PRESIDENTE DO BC VAI A NOVA IORQUE EM RENEGOCIAÇÃO DA D.EXTERNA

O presidente do Banco Central, Fernão Bracher, viajou a Nova Iorque levando a proposta de prorrogação por dois anos dos créditos de curto prazo (interbancários e comerciais), no valor de US$15,2 bilhões. Bancos-- os banqueiros, segundo as informações, não aceitavam discutir a prorrogação por 90 dias.

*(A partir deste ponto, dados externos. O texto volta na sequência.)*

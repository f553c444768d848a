//! HTTP server command
//!
//! Opens the database, applies migrations and serves the booking API.

use std::net::{IpAddr, SocketAddr};
use std::time::Duration;

use anyhow::{bail, Context, Result};
use clap::Parser;

use campus_server::db::{create_pool, migrations, DEFAULT_DATABASE_URL};
use campus_server::http::{run_server, ServerConfig};
use campus_server::{TokenKeys, MAX_TOKEN_TTL};

/// Arguments for the serve command
#[derive(Parser, Debug)]
pub struct ServeArgs {
    /// Address to bind to
    #[arg(long, default_value = "127.0.0.1")]
    pub host: IpAddr,

    /// Port to listen on
    #[arg(long, short = 'p', env = "PORT", default_value_t = 3000)]
    pub port: u16,

    /// SQLite database URL
    #[arg(long, env = "DATABASE_URL", default_value = DEFAULT_DATABASE_URL)]
    pub database_url: String,

    /// Secret used to sign bearer tokens
    #[arg(long, env = "JWT_SECRET", hide_env_values = true)]
    pub jwt_secret: Option<String>,

    /// Lifetime of issued tokens in seconds
    #[arg(long, env = "TOKEN_TTL_SECS", default_value_t = 3600)]
    pub token_ttl_secs: u64,

    /// Allow permissive CORS (all origins) - use with caution
    #[arg(long)]
    pub cors_permissive: bool,
}

/// Run the HTTP server
pub async fn run_serve(args: ServeArgs) -> Result<()> {
    let secret = args
        .jwt_secret
        .filter(|s| !s.trim().is_empty())
        .context("JWT_SECRET not set. Set via --jwt-secret, JWT_SECRET env, or .env")?;
    if args.token_ttl_secs == 0 || args.token_ttl_secs > MAX_TOKEN_TTL.as_secs() {
        bail!(
            "--token-ttl-secs must be between 1 and {}",
            MAX_TOKEN_TTL.as_secs()
        );
    }

    let bind_addr = SocketAddr::new(args.host, args.port);
    tracing::info!(database_url = %args.database_url, "Starting campus booking server on {}", bind_addr);

    let pool = create_pool(&args.database_url)
        .await
        .with_context(|| format!("Failed to open database {}", args.database_url))?;
    migrations::run(&pool)
        .await
        .context("Failed to run migrations")?;

    let tokens = TokenKeys::new(secret, Duration::from_secs(args.token_ttl_secs));
    let config = ServerConfig {
        bind_addr,
        cors_permissive: args.cors_permissive,
    };

    // Blocks until shutdown
    run_server(pool, tokens, config)
        .await
        .context("Server error")?;

    Ok(())
}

O Brasil estava disposto a aceitar uma prorrogação de até seis meses e o acordo final-- de um ano-- foi considerado uma vitória, não só pelo prazo, mas por ter sido obtido sem um acordo com o FMI. Brasil-- como estratégia de renegociação, Bracher pediu a rolagem das dívidas vencidas em 85 e a vencer em 86 e 87. Bancos-- ficou acertado o reescalonamento das dívidas vencidas em 85 (US$6 bilhões) e a vencer em 86 (US$8 bilhões), deixando-se para discutir os débitos de 87 em janeiro daquele ano. Bracher pediu redução da taxa de risco (spread) de 2,15%, em média, para 0,875%, mas se contentaria com uma taxa semelhante à cobrada ao México e Venezuela, de 1,125%. Bancos-- a questão está pendente e deve ser resolvida até 15 de março. Mas seja qual for a nova taxa, será retroativa a ontem. Os bancos aceitaram a proposta brasileira para que a taxa seja calculada com base na "libor" (taxa interbancária de Londres) e não mais sobre a "prime-rate" (taxa cobrada pelos bancos norte-americanos) (O Globo).